The current applications and infrastructures that are usually implemented into data centres need to become much more tolerant of failure, and much better at “self-healing”. By this, I mean that the applications will be able to understand when it is not working properly, and then automatically adjust itself to restore normal operation, all without the help from a human engineer. Not only would this reduce the amount of time lost in down-time, but it would reduce the amount of time needed to manage the system as well, as resources can be reallocated quickly, while upgrades can be implemented as soon as they are required.
This is important, because hyperscale cloud vendors have built their platforms on the premise that facilities and infrastructure might fail. In some cases, this is caused by adding all that resilience to an application, which means too much complexity has also been added to it. This makes the application more difficult to manage when implementing changes, such as patching or upgrades to the software.
Of course, not all applications are designed to be self-healing anyway, and it will probably be many years before applications are refactored or replaced in a system. This means that organisations need to understand the risk, mitigate it, and then prioritise the refactoring of those applications which are of the greatest criticality.
Despite the concept of self-healing systems being attractive to IT directors, there are several difficulties that users may encounter when trying to implement the self-healing applications. For example, one issue is that the application would need to be closely linked to the system management software, but if it is linked too closely, then the application would need to support proprietary interfaces for the system management, rather than having open standards. This would just add complexity to the system and would incur additional expense. Neither of which is desirable for the organisation using the application.
There are managed service providers that have mastered handling these types of applications though, and over the last 5 years, I have seen an increasing market shift to using such managed service providers. With data centres unlikely to adopt self-healing applications in the near future, managed service providers will become more crucial to organisations who want to refactor their critical applications in the next few years. This will continue into 2017 and beyond, in parallel with the application shift to self-healing.
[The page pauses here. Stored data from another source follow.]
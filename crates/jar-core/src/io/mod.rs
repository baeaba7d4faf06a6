//! Crash-safe, conflict-aware persistence for jar documents
//!
//! Key pieces:
//!
//! - **Atomic replace**: new contents are staged in a temp file beside the
//!   target and renamed over it, so readers never see a torn file
//! - **Conflict detection**: a target modified after the write began is
//!   reported instead of overwritten
//! - **Merge and retry**: [`Store::save`] folds the newer on-disk entries
//!   into memory (disk wins per entry) and tries again
//! - **Round-trip preservation**: records are opaque; unknown fields survive
//!
//! There is no file locking. See [`atomic`] for the races this accepts.
//!
//! # Example
//!
//! ```rust,no_run
//! use cookiejar_core::io::{PersistOptions, SaveOutcome, Store};
//! use cookiejar_core::Cookie;
//!
//! let jar: Store<Cookie> = Store::open("/home/user/.cookiejar/cookies.json", PersistOptions::default()).unwrap();
//! jar.insert("example.com", "sid", Cookie::new("example.com", "sid", "abc123"));
//!
//! match jar.save().unwrap() {
//!     SaveOutcome::Clean => println!("saved"),
//!     SaveOutcome::Merged { merged_entries, .. } => {
//!         println!("saved after merging {merged_entries} newer entries")
//!     }
//! }
//! ```

pub mod atomic;
pub mod document;
pub mod error;
pub mod store;

// Re-export primary API
pub use atomic::AtomicFile;
pub use document::{Document, DocumentFormat};
pub use error::JarError;
pub use store::{PersistOptions, SaveOutcome, Store};
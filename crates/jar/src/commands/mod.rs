//! CLI command dispatch and execution

use anyhow::{Context, Result};
use clap::{Args, Parser, Subcommand};
use cookiejar_core::config::{resolve_config, ConfigOverrides};
use cookiejar_core::home::get_home_dir;
use cookiejar_core::{Cookie, SaveOutcome, Store};
use std::path::PathBuf;

mod import;
mod path;
mod remove;
mod set;
mod show;

/// jar - inspect and edit a persistent cookie jar file
#[derive(Parser, Debug)]
#[command(
    name = "jar",
    version,
    about = "Inspect and edit a persistent cookie jar file",
    long_about = "Reads and writes a JSON cookie jar with atomic, conflict-merging saves"
)]
pub struct Cli {
    #[command(flatten)]
    global: GlobalArgs,

    #[command(subcommand)]
    command: Commands,
}

/// Options shared by every subcommand
#[derive(Args, Debug, Clone)]
pub struct GlobalArgs {
    /// Jar file (default: ~/.cookiejar/cookies.json)
    #[arg(long, global = true)]
    jar: Option<PathBuf>,

    /// Config file to use instead of the repo-local .cookiejar.toml
    #[arg(long, global = true)]
    config: Option<PathBuf>,

    /// Write indented JSON
    #[arg(long, global = true)]
    pretty: bool,

    /// Give up after this many save attempts (0 = never)
    #[arg(long, global = true)]
    max_attempts: Option<u32>,
}

#[derive(Subcommand, Debug)]
enum Commands {
    /// List cookies in the jar
    Show(show::ShowArgs),

    /// Add or replace a cookie
    Set(set::SetArgs),

    /// Delete a cookie
    Remove(remove::RemoveArgs),

    /// Merge another jar file into this one (its entries win)
    Import(import::ImportArgs),

    /// Print the resolved jar path
    Path,
}

impl Cli {
    /// Execute the CLI command
    pub fn execute(self) -> Result<()> {
        match self.command {
            Commands::Show(args) => show::execute(&self.global, args),
            Commands::Set(args) => set::execute(&self.global, args),
            Commands::Remove(args) => remove::execute(&self.global, args),
            Commands::Import(args) => import::execute(&self.global, args),
            Commands::Path => path::execute(&self.global),
        }
    }
}

/// Resolve the jar path and open it
pub(crate) fn open_jar(global: &GlobalArgs) -> Result<Store<Cookie>> {
    let home_dir = get_home_dir()?;
    let current_dir = std::env::current_dir()?;

    let overrides = ConfigOverrides {
        jar_path: global.jar.clone(),
        max_attempts: global.max_attempts,
        pretty: global.pretty.then_some(true),
        config_path: global.config.clone(),
    };
    let config = resolve_config(&overrides, &current_dir, &home_dir)?;
    let jar_path = config.jar_path(&home_dir);

    let store = Store::open(&jar_path, config.persist_options())
        .with_context(|| format!("Failed to load jar {}", jar_path.display()))?;
    Ok(store)
}

/// Save the jar, creating its directory on first use, and report merges
pub(crate) fn save_jar(store: &Store<Cookie>) -> Result<()> {
    let path = store.path().context("Jar has no path")?;
    if let Some(parent) = path.parent()
        && !parent.as_os_str().is_empty()
    {
        std::fs::create_dir_all(parent)
            .with_context(|| format!("Failed to create {}", parent.display()))?;
    }

    match store.save()? {
        SaveOutcome::Clean => {
            tracing::debug!(path = %path.display(), "jar saved");
        }
        SaveOutcome::Merged { merged_entries, .. } => {
            println!(
                "Merged {merged_entries} entries written concurrently to {}",
                path.display()
            );
        }
    }
    Ok(())
}
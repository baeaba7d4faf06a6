//! Set command implementation

use anyhow::{Context, Result};
use chrono::{DateTime, Utc};
use clap::Args;
use cookiejar_core::Cookie;

use super::{open_jar, save_jar, GlobalArgs};

/// Add or replace a cookie
#[derive(Args, Debug)]
pub struct SetArgs {
    /// Cookie domain
    domain: String,

    /// Cookie name
    name: String,

    /// Cookie value
    value: String,

    /// Cookie path
    #[arg(long, default_value = "/")]
    path: String,

    /// Only send over HTTPS
    #[arg(long)]
    secure: bool,

    /// Hide from scripts
    #[arg(long)]
    http_only: bool,

    /// Expiry (RFC 3339); makes the cookie persistent
    #[arg(long)]
    expires: Option<String>,
}

/// Execute the set command
pub fn execute(global: &GlobalArgs, args: SetArgs) -> Result<()> {
    let expires = args
        .expires
        .as_deref()
        .map(|raw| {
            DateTime::parse_from_rfc3339(raw)
                .map(|t| t.with_timezone(&Utc))
                .with_context(|| format!("Invalid --expires '{raw}' (expected RFC 3339)"))
        })
        .transpose()?;

    let store = open_jar(global)?;

    let mut cookie = Cookie::new(&args.domain, &args.name, &args.value);
    if let Some(existing) = store.get(&args.domain, &args.name) {
        cookie.creation = existing.creation;
        cookie.unknown_fields = existing.unknown_fields;
    }
    cookie.path = args.path;
    cookie.secure = args.secure;
    cookie.http_only = args.http_only;
    if let Some(expires) = expires {
        cookie.expires = expires;
        cookie.persistent = true;
    }

    store.insert(&args.domain, &args.name, cookie);
    save_jar(&store)?;
    println!("Set {} on {}", args.name, args.domain);
    Ok(())
}
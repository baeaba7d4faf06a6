//! jar - inspect and edit a persistent cookie jar file
//!
//! A thin CLI over `cookiejar-core`: every mutating command loads the jar,
//! applies one change and saves it back with conflict-aware merging.

use clap::Parser;

mod commands;

use commands::Cli;

fn main() {
    cookiejar_core::logging::init();
    let cli = Cli::parse();

    if let Err(e) = cli.execute() {
        eprintln!("Error: {e}");
        std::process::exit(1);
    }
}
//! Remove command implementation

use anyhow::{bail, Result};
use clap::Args;

use super::{open_jar, save_jar, GlobalArgs};

/// Delete a cookie
#[derive(Args, Debug)]
pub struct RemoveArgs {
    /// Cookie domain
    domain: String,

    /// Cookie name
    name: String,
}

/// Execute the remove command
pub fn execute(global: &GlobalArgs, args: RemoveArgs) -> Result<()> {
    let store = open_jar(global)?;

    if store.remove(&args.domain, &args.name).is_none() {
        bail!("No cookie '{}' for domain '{}'", args.name, args.domain);
    }

    save_jar(&store)?;
    println!("Removed {} from {}", args.name, args.domain);
    Ok(())
}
In summary, until all applications are developed and created to be self-healing, then our current data centres will need to continue to provide an environment designed around redundancy and resiliency. This is because the levels of duplicity and complexity related to self-healing is expensive to procure, maintain and operate. The only solution in the short-term is to enlist a managed service provider to help devise a solution to minimise the possibilities of downtime and outages. Self-healing applications are most certainly the future of data centres, and the focus will be on building application-aware data centres, rather than on those that are focussed on infrastructure and facilities.